■ **GOAL OF THE EXERCISE**:
Across all the entries, tally the lines holding the word "parent", and give the number by itself.

>>

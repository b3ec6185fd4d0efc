//! TOML Project Manifest Repository
//!
//! Loads the project model from `modtrim.toml` and keeps the file in step
//! with every unregistration.

use std::collections::HashSet;
use std::fs;
use std::io::Write;
use std::path::{Path, PathBuf};

use fs2::FileExt;
use serde::{Deserialize, Serialize};

use crate::domain::entities::{DescriptorId, Module, ModuleId, ProjectDescriptor, ProjectModel};
use crate::domain::ports::{DescriptorResolver, ModuleRegistry, RegistryError};
use crate::error::{PruneError, PruneResult};

pub const MANIFEST_FILE: &str = "modtrim.toml";
pub const MANIFEST_LOCK_FILE: &str = "modtrim.lock";

#[derive(Debug, Clone, Default, PartialEq, Serialize, Deserialize)]
struct TomlManifest {
    #[serde(default, rename = "module", skip_serializing_if = "Vec::is_empty")]
    modules: Vec<TomlModule>,
    #[serde(default, rename = "external", skip_serializing_if = "Vec::is_empty")]
    externals: Vec<TomlDescriptor>,
}

#[derive(Debug, Clone, PartialEq, Serialize, Deserialize)]
struct TomlModule {
    name: String,
    #[serde(default, skip_serializing_if = "Vec::is_empty")]
    roots: Vec<PathBuf>,
    #[serde(default, skip_serializing_if = "Vec::is_empty")]
    test_roots: Vec<PathBuf>,
    #[serde(default, skip_serializing_if = "Vec::is_empty")]
    dependencies: Vec<String>,
    #[serde(default, skip_serializing_if = "Option::is_none")]
    descriptor: Option<TomlDescriptor>,
}

#[derive(Debug, Clone, PartialEq, Serialize, Deserialize)]
struct TomlDescriptor {
    id: DescriptorId,
    #[serde(default, skip_serializing_if = "Option::is_none")]
    parent: Option<DescriptorId>,
}

impl From<&TomlDescriptor> for ProjectDescriptor {
    fn from(d: &TomlDescriptor) -> Self {
        ProjectDescriptor::new(d.id.clone()).with_parent(d.parent.clone())
    }
}

/// Project model backed by `modtrim.toml`
#[derive(Debug)]
pub struct TomlProjectModel {
    path: PathBuf,
    manifest: TomlManifest,
    /// `ids[i]` is the identity of `manifest.modules[i]`
    ids: Vec<ModuleId>,
    model: ProjectModel,
}

impl TomlProjectModel {
    /// Load `<project_dir>/modtrim.toml`
    pub fn open(project_dir: &Path) -> PruneResult<Self> {
        let root = project_dir.canonicalize().map_err(|e| PruneError::Manifest {
            path: project_dir.to_path_buf(),
            message: e.to_string(),
        })?;
        let path = root.join(MANIFEST_FILE);
        let content = fs::read_to_string(&path).map_err(|e| PruneError::Manifest {
            path: path.clone(),
            message: e.to_string(),
        })?;
        Self::parse(&root, path, &content)
    }

    /// Build the model from manifest text; relative paths resolve against `root`
    pub fn parse(root: &Path, path: PathBuf, content: &str) -> PruneResult<Self> {
        let manifest: TomlManifest = toml::from_str(content).map_err(|e| PruneError::Manifest {
            path: path.clone(),
            message: e.to_string(),
        })?;
        let (model, ids) = build_model(root, &manifest);
        tracing::debug!(path = %path.display(), modules = ids.len(), "loaded project manifest");
        Ok(Self {
            path,
            manifest,
            ids,
            model,
        })
    }

    pub fn manifest_path(&self) -> &Path {
        &self.path
    }

    pub fn root(&self) -> &Path {
        self.model.root()
    }

    pub fn model(&self) -> &ProjectModel {
        &self.model
    }

    fn lock_path(&self) -> PathBuf {
        self.path.with_file_name(MANIFEST_LOCK_FILE)
    }

    fn save(&self, manifest: &TomlManifest) -> Result<(), RegistryError> {
        let access = |e: std::io::Error| RegistryError::AccessError {
            message: e.to_string(),
        };

        let lock_file = fs::File::create(self.lock_path()).map_err(access)?;
        lock_file.lock_exclusive().map_err(access)?;

        let result = self.write_atomically(manifest);

        let _ = lock_file.unlock();
        result
    }

    fn write_atomically(&self, manifest: &TomlManifest) -> Result<(), RegistryError> {
        let content =
            toml::to_string_pretty(manifest).map_err(|e| RegistryError::SerializationError {
                message: e.to_string(),
            })?;
        let access = |e: std::io::Error| RegistryError::AccessError {
            message: e.to_string(),
        };

        let dir = self.path.parent().unwrap_or_else(|| Path::new("."));
        let mut temp = tempfile::NamedTempFile::new_in(dir).map_err(access)?;
        temp.write_all(content.as_bytes()).map_err(access)?;
        temp.as_file().sync_all().map_err(access)?;
        temp.persist(&self.path).map_err(|e| access(e.error))?;
        Ok(())
    }
}

impl ModuleRegistry for TomlProjectModel {
    fn modules(&self) -> &[Module] {
        self.model.modules()
    }

    /// Rewrites the manifest first; the in-memory model only changes once
    /// the file is on disk.
    fn unregister(&mut self, id: ModuleId) -> Result<(), RegistryError> {
        let index = self
            .ids
            .iter()
            .position(|m| *m == id)
            .ok_or(RegistryError::UnknownModule { id })?;

        let mut next = self.manifest.clone();
        let removed = next.modules.remove(index);
        if !next.modules.iter().any(|m| m.name == removed.name) {
            for module in &mut next.modules {
                module.dependencies.retain(|d| *d != removed.name);
            }
        }

        self.save(&next)?;
        self.manifest = next;
        self.ids.remove(index);
        self.model.unregister(id)
    }
}

impl DescriptorResolver for TomlProjectModel {
    fn descriptor_of(&self, module: ModuleId) -> Option<&ProjectDescriptor> {
        self.model.descriptor_of(module)
    }

    fn resolve(&self, id: &DescriptorId) -> Option<&ProjectDescriptor> {
        self.model.resolve(id)
    }

    fn owning_module(&self, descriptor: &ProjectDescriptor) -> Option<ModuleId> {
        self.model.owning_module(descriptor)
    }
}

fn build_model(root: &Path, manifest: &TomlManifest) -> (ProjectModel, Vec<ModuleId>) {
    let resolve = |paths: &[PathBuf]| -> Vec<PathBuf> { paths.iter().map(|p| root.join(p)).collect() };

    let mut model = ProjectModel::new(root);
    let mut seen = HashSet::new();
    let ids: Vec<ModuleId> = manifest
        .modules
        .iter()
        .map(|m| {
            if !seen.insert(m.name.as_str()) {
                tracing::warn!(module = %m.name, "duplicate module name in manifest");
            }
            model.add_module(&m.name, resolve(&m.roots), resolve(&m.test_roots))
        })
        .collect();

    for (entry, id) in manifest.modules.iter().zip(&ids) {
        for dependency in &entry.dependencies {
            let target = manifest
                .modules
                .iter()
                .position(|m| m.name == *dependency)
                .map(|i| ids[i]);
            match target {
                Some(target) => model.add_dependency(*id, target),
                None => tracing::warn!(
                    module = %entry.name,
                    dependency = %dependency,
                    "dropping dependency on unknown module"
                ),
            }
        }
        if let Some(descriptor) = &entry.descriptor {
            model.set_descriptor(*id, descriptor.into());
        }
    }

    for external in &manifest.externals {
        model.add_external_descriptor(external.into());
    }

    (model, ids)
}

<<

■ **RESULT FOR THIS TASK**:
3